→ **TASK DIRECTIONS**:
Reproduce the records below exactly, but only between the lines holding "filename fuzz/fuzz_targets/fuzz_frame.rs" and "filename src/utils/mod.rs", inclusive.

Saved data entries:
◇ ◇ ◇ ◇
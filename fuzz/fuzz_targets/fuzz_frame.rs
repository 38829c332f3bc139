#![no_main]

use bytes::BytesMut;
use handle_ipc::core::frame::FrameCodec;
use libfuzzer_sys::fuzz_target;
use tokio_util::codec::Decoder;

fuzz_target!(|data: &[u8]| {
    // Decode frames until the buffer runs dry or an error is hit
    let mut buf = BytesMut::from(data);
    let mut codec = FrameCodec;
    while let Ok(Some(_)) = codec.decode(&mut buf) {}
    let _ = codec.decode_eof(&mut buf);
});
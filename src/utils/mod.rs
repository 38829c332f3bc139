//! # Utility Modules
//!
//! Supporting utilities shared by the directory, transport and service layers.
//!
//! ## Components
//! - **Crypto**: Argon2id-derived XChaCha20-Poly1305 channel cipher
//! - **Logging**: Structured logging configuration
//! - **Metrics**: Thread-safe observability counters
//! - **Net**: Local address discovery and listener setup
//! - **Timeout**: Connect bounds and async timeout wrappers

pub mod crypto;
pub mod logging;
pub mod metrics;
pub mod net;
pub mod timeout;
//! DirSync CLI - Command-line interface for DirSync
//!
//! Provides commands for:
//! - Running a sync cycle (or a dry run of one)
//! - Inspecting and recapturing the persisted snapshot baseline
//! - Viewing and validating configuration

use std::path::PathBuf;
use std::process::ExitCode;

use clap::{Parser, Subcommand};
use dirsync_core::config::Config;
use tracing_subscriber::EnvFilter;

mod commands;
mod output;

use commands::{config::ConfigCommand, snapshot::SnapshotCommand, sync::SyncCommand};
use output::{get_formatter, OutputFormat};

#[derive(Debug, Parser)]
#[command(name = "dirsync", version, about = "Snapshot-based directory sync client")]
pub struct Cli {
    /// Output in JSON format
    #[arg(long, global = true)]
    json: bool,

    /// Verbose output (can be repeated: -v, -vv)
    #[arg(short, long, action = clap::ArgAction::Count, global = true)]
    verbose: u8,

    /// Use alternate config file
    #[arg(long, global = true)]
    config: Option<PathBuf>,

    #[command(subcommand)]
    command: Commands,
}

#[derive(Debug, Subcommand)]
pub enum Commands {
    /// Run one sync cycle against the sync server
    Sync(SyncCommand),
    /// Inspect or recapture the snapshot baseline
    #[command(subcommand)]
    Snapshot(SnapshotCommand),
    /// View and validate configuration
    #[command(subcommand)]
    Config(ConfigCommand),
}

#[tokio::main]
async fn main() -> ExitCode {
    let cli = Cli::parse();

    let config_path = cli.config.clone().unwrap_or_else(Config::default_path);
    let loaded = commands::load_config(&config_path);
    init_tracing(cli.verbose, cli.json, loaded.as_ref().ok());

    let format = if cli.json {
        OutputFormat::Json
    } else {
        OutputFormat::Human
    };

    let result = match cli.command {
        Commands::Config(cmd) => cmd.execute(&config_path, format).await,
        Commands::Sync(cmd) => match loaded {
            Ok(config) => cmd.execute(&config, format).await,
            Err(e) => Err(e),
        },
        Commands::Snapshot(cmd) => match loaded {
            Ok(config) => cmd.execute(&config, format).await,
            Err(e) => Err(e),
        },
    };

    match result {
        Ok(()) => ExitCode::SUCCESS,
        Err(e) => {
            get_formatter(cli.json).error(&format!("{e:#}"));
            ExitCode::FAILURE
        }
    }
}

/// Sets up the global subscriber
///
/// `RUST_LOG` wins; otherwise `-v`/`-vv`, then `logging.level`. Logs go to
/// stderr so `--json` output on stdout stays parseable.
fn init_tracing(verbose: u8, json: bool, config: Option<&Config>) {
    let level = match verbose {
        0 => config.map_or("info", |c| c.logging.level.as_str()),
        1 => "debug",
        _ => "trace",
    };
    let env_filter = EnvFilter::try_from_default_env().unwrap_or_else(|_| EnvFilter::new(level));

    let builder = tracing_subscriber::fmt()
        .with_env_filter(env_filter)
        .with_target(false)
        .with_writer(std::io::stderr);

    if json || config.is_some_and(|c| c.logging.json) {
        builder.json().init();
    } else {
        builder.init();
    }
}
◇ ◇ ◇ ◇
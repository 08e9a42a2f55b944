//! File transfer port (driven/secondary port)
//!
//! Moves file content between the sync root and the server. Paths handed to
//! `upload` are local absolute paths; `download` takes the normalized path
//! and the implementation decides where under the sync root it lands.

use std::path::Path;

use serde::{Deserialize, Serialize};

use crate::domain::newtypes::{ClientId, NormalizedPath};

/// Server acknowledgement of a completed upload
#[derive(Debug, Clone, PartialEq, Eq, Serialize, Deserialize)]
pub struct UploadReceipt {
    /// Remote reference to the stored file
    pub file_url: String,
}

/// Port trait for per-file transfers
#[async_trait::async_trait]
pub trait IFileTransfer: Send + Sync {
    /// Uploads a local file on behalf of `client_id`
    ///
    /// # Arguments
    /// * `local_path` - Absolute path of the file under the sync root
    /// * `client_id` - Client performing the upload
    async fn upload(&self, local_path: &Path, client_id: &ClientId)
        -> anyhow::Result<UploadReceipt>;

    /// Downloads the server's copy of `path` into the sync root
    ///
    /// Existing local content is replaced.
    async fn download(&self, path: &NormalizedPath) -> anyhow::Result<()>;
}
◇ ◇ ◇ ◇
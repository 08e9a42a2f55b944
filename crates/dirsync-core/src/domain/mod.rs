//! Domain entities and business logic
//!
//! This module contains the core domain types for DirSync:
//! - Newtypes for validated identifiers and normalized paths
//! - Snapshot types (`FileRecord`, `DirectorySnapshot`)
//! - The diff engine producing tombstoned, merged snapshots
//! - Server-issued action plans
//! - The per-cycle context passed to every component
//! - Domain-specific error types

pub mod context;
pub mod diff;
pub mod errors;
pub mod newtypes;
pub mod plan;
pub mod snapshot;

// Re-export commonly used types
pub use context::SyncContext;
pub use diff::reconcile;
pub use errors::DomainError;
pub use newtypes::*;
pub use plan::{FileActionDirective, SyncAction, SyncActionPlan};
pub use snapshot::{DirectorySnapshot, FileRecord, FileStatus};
◇ ◇ ◇ ◇
→ **SOLUTION FOR THIS EXERCISE**:
filename fuzz/fuzz_targets/fuzz_frame.rs
repository 38829c332f3bc139
#![no_main]

use bytes::BytesMut;
use handle_ipc::core::frame::FrameCodec;
use libfuzzer_sys::fuzz_target;
use tokio_util::codec::Decoder;

fuzz_target!(|data: &[u8]| {
    // Decode frames until the buffer runs dry or an error is hit
    let mut buf = BytesMut::from(data);
    let mut codec = FrameCodec;
    while let Ok(Some(_)) = codec.decode(&mut buf) {}
    let _ = codec.decode_eof(&mut buf);
});
filename src/utils/mod.rs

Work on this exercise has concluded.